Uniformisation de la langue et souci de démocratisation : voilà donc l’un des idéaux majeurs de la Révolution, même si sa réalisation effective prendra énormément de temps. Précisons néanmoins que cette uniformisation fut une nécessité autant économique que démocratique pour la nouvelle classe dirigeante, la bourgeoisie, qui avait en effet instauré un marché national et la liberté de contrat. Il faut rappeler que la libéralisation économique était inscrite au nombre des réformes proposées par l’Assemblée Constituante au début de la Révolution. Elle souhaitait par conséquent que soit instituée une langue commune qui permettrait de favoriser les échanges marchands.
Toutefois, ces mesures de démocratisation et d’universalisation vont concourir, par les moyens mis en œuvre, à faire naître le concept d’idéologie linguistique.

Historiquement, c’est à partir de la Terreur, en 1793-94, que la politique linguistique se durcit considérablement. Après avoir toléré un temps l’expression des langues minoritaires, il s’agit désormais de «plier la pluralité de la parole populaire à l’unicité de la langue du pouvoir  [et ainsi poser] le fondement de l’idéologie linguistique (2)». Il y eut une terreur politique, il y aura donc une terreur linguistique, laquelle résidera dans l’élimination pure et simple des langues minoritaires. C’est du moins le projet conçu par Barère dans le discours qu’il prononcera à peu près au même moment que celui de l’abbé Grégoire et dans le même esprit : « Citoyens, la langue d’un peuple libre doit être une et la même pour tous. (…) Cassons ces instruments de dommage et d’erreur. » Nous sommes bien dans la constitution d’un monolinguisme d’Etat dont les aléas de l’histoire feront qu’il ne prendra réellement forme qu’à partir de la 3ème République, précisément quand les fondements de la République s’établiront définitivement en France. A l’indivisibilité de la République fait écho l’unicité de la langue. Ajoutons que c’est à cette époque, au début des années 1880, que l’école sera rendue obligatoire, et que l’enseignement sera exclusivement dispensé en français (avec les lois Jules Ferry). Depuis, nos chers petits, même s’ils ne se font plus taper sur les doigts quand ils font une faute, se voient toujours enseigner, non sans quelques difficultés,  l’art de s’exprimer dans un français correct …

Mais qu’en est-il, aujourd’hui, de cette idéologie et de ce français, langue « politique » ?

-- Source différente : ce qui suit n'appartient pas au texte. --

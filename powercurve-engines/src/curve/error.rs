use thiserror::Error;

/// Errors raised when evaluating a [`Curve`](super::Curve).
#[derive(Debug, Clone, Copy, PartialEq, Error)]
pub enum CurveError {
    /// No pair of adjacent intervals brackets the pressure.
    ///
    /// Only happens for curves whose pressures are not monotonic, which
    /// points at inconsistent engine data.
    #[error("pressure {pressure} Pa is not bracketed by any interval")]
    Unbracketed { pressure: f64 },

    /// A curve needs at least two intervals to be evaluated.
    #[error("curve has {len} interval(s), at least two are required")]
    TooFewIntervals { len: usize },
}
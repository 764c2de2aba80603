//! Flight-model descriptions.
//!
//! A description is the JSON document the game ships for each aircraft.
//! Parsing pulls the engine-related parts of it into typed records:
//! numbered fields such as `Altitude0` or `PowerAtCeiling1` become
//! [`CompressorStage`] entries, and the per-engine sections become
//! [`EngineDescription`] values.

mod engine;
mod error;
mod fields;
mod model;

pub use engine::{
    CompressorStage, CompressorSection, EngineDescription, EngineKind, MainSection, ThrottleSetting,
    ThrustMaxSection, MAX_STAGES,
};
pub use error::DescriptionError;
pub use model::{EngineEntry, EngineSchema, FlightModel, FuelModifiers, MassData, OctaneModifier};
//! Fixture loading shared by the end-to-end tests.
//!
//! Flight models live in `fixtures/models/*.json`, requests in
//! `fixtures/requests/*.toml`. Loaders panic with the offending path, which
//! is what a failing test wants to report.

use std::{fs, path::PathBuf};

use powercurve_engines::{FlightModel, Request};
use tracing_subscriber::EnvFilter;

fn fixture(dir: &str, name: &str) -> String {
    let path = PathBuf::from(env!("CARGO_MANIFEST_DIR"))
        .join("fixtures")
        .join(dir)
        .join(name);
    fs::read_to_string(&path).unwrap_or_else(|err| panic!("reading {}: {err}", path.display()))
}

/// Parses `fixtures/models/{name}.json`.
#[must_use]
pub fn flight_model(name: &str) -> FlightModel {
    let text = fixture("models", &format!("{name}.json"));
    FlightModel::from_json_str(&text).unwrap_or_else(|err| panic!("model {name}: {err}"))
}

/// The raw JSON of `fixtures/models/{name}.json`.
#[must_use]
pub fn flight_model_json(name: &str) -> serde_json::Value {
    let text = fixture("models", &format!("{name}.json"));
    serde_json::from_str(&text).unwrap_or_else(|err| panic!("model {name}: {err}"))
}

/// Parses `fixtures/requests/{name}.toml`.
#[must_use]
pub fn request(name: &str) -> Request {
    let text = fixture("requests", &format!("{name}.toml"));
    toml::from_str(&text).unwrap_or_else(|err| panic!("request {name}: {err}"))
}

/// Routes library logs to the test output, filtered by `RUST_LOG`.
pub fn init_tracing() {
    let _ = tracing_subscriber::fmt()
        .with_env_filter(EnvFilter::from_default_env())
        .with_test_writer()
        .try_init();
}
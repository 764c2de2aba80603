//! Polynomial standard atmosphere for engine power modeling.
//!
//! [`Atmosphere`] evaluates pressure, temperature and density as degree-4
//! polynomial fits of altitude, valid up to [`POLYNOMIAL_CEILING`]. Above
//! that altitude pressure and density decay as `ceiling / h`. The inverse
//! [`Atmosphere::altitude_from_pressure`] runs a bounded Newton iteration and
//! always returns a best-effort estimate.
//!
//! All altitudes are in metres, pressures in pascals, temperatures in
//! kelvin and densities in kg/m³. Speeds passed to the ram helpers are in
//! km/h.

mod airspeed;
mod atmosphere;
mod error;
mod inversion;

pub use airspeed::{kph_to_mps, mach_from_tas, mps_to_kph, tas_from_mach};
pub use atmosphere::{
    Atmosphere, GRAVITY, POLYNOMIAL_CEILING, SeaLevel, STANDARD_DENSITY, STANDARD_PRESSURE,
    STANDARD_TEMPERATURE,
};
pub use error::AtmosphereError;
pub use inversion::{DEFAULT_START_ALTITUDE, DEFAULT_TOLERANCE};
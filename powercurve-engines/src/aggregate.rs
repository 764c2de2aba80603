//! Per-aircraft results: engines combined, normalized and converted.
//!
//! [`aggregate`] picks the engines that can answer the requested
//! [`Metric`], samples them over the request's grid and expresses the result
//! in the request's units. Per-weight metrics divide by the aircraft's total
//! mass, scaling each curve by the number of physical engines it stands for.

mod error;
mod request;
mod units;

use std::collections::BTreeMap;

use ndarray::{Array1, Array2};
use powercurve_atmos::Atmosphere;
use tracing::{debug, warn};

pub use error::AggregateError;
pub use request::{Metric, Request};
pub use units::{AltitudeUnit, PowerUnit, SpeedUnit, TemperatureUnit, ThrustUnit, WeightUnit};

use crate::{
    ThrottleMode,
    curve::build_curves,
    description::{EngineEntry, EngineKind, FlightModel},
    sampler::{ResponseMatrix, pressure_matrix, power_matrices},
    thrust::{thrust_matrices, turboprop_power_matrices},
};

/// Throttle preference used by [`compare`] when no modes are given.
const DEFAULT_COMPARE_MODES: [ThrottleMode; 2] = [ThrottleMode::Wep, ThrottleMode::Military];

/// The output of one aircraft for a [`Request`].
#[derive(Debug, Clone, PartialEq)]
pub struct Aircraft {
    pub name: String,
    pub metric: Metric,
    /// One matrix per engine and mode, in output units.
    ///
    /// When engines are summed for a per-weight metric, `engine` numbers
    /// the summed series in mode order instead.
    pub series: Vec<ResponseMatrix>,
    /// Whether `series` reports distinct engines separately.
    pub distinct_engines: bool,
    /// Speed axis in the request's speed unit.
    pub speeds: Array1<f64>,
    /// Altitude axis in the request's altitude unit.
    pub altitudes: Array1<f64>,
}

/// Difference between two aircraft, first minus second.
#[derive(Debug, Clone, PartialEq)]
pub struct Comparison {
    pub first_mode: ThrottleMode,
    pub second_mode: ThrottleMode,
    /// Values over the shape both aircraft share.
    pub values: Array2<f64>,
}

/// Computes the output of one aircraft.
///
/// # Errors
///
/// Returns an error if the request is invalid or the aircraft has nothing
/// to report for its metric, see [`AggregateError`].
pub fn aggregate(
    name: impl Into<String>,
    model: &FlightModel,
    request: &Request,
) -> Result<Aircraft, AggregateError> {
    request.validate()?;
    let name = name.into();
    let atmosphere = Atmosphere::from(request.sea_level()?);

    let (matrices, engines) = if request.metric.is_thrust() {
        thrust_series(model, request, &atmosphere)?
    } else {
        power_series(model, request, &atmosphere)?
    };
    if matrices.is_empty() {
        return Err(AggregateError::NoMatrices);
    }

    let instances: Vec<usize> = engines.iter().map(|entry| model.instance_count(entry)).collect();
    let distinct_engines = !model.engines_are_same && engines.len() > 1;

    let series: Vec<_> = if request.metric.per_weight() {
        let mass = model
            .mass
            .map(|mass| mass.total(request.fuel_percent))
            .filter(|mass| mass.is_finite() && *mass > 0.0)
            .ok_or(AggregateError::MissingMass)?;
        let mass = request.weight_unit.from_kilograms(mass);
        let per_weight = |value: f64| request.output_value(value / mass);

        if distinct_engines {
            sum_by_mode(&matrices, &instances, request.metric.is_thrust())
                .into_iter()
                .map(|summed| scaled(summed, per_weight))
                .collect()
        } else {
            let total: usize = instances.iter().sum();
            matrices
                .into_iter()
                .map(|matrix| {
                    let count = if model.engines_are_same {
                        total
                    } else {
                        instances.get(matrix.engine).copied().unwrap_or(1)
                    };
                    #[allow(clippy::cast_precision_loss)]
                    let count = count.max(1) as f64;
                    scaled(matrix, |value| per_weight(value * count))
                })
                .collect()
        }
    } else {
        matrices
            .into_iter()
            .map(|matrix| scaled(matrix, |value| request.output_value(value)))
            .collect()
    };

    debug!(aircraft = %name, metric = ?request.metric, series = series.len(), "aggregated");

    Ok(Aircraft {
        name,
        metric: request.metric,
        distinct_engines: distinct_engines && !request.metric.per_weight(),
        series,
        speeds: request.speed_axis(),
        altitudes: request.altitude_axis(),
    })
}

/// Computes several aircraft, skipping those with nothing to report.
pub fn aggregate_all<'a, I>(aircraft: I, request: &Request) -> Vec<Aircraft>
where
    I: IntoIterator<Item = (&'a str, &'a FlightModel)>,
{
    aircraft
        .into_iter()
        .filter_map(|(name, model)| match aggregate(name, model, request) {
            Ok(result) => Some(result),
            Err(error) => {
                warn!(aircraft = name, %error, "aircraft skipped");
                None
            }
        })
        .collect()
}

Compte tenu de la connotation actuelle du mot « idéologie », on parle des idéologies dominantes mais plutôt en matière culturelle ou économique, il est toujours difficile de ne pas relier la réflexion sur la langue à une problématisation politique. On parle aujourd’hui  par exemple du Français Langue d’Intégration, que l’on doit enseigner aux migrants venus s’installer en France. Ses objectifs sont notamment, non seulement l’apprentissage du français langue fonctionnelle, qui permet l’apprentissage des fondements de la communication courante, mais également celui des valeurs de notre République.

On sait, par ailleurs, qu’une langue, quelle qu’elle soit, est toujours porteuse d’idéologie, qu’elle reste le miroir d’un certain regard porté sur le monde, par les communautés ou par les individus.

Le français serait-il encore à ce jour cette langue d’affirmation du citoyen, qu’il soit soucieux d’affirmer ses droits, son appartenance à une communauté ou son attachement à sa culture? On peut souhaiter que oui, même si c’est avec un optimisme mesuré, en ces temps d’anglicisation progressive (autre langue idéologiquement marquée) pour cause de mondialisation, en particulier à travers les médias, et par contrecoup d’un autre type d’uniformisation (des esprits celui-là) ou même, diront certains, d’aseptisation de la liberté de penser. Mais ça c’est une autre histoire …

 

(1) Renée BALIBAR : L’Institution du français (1985) PUF.
(2) Pierre ENCREVE : « A propos des droits linguistiques de l’homme et du citoyen» in Ville Ecole Intégration Diversité, N°151, (déc. 2007)
(3) Yves CHEVALLARD : Sur la polyvalence dans l’enseignement secondaire (source: http://yves.chevallard.free.fr/spip/spip/IMG/pdf/YC_1996_-_Seminaire_codisciplinaire.pdf)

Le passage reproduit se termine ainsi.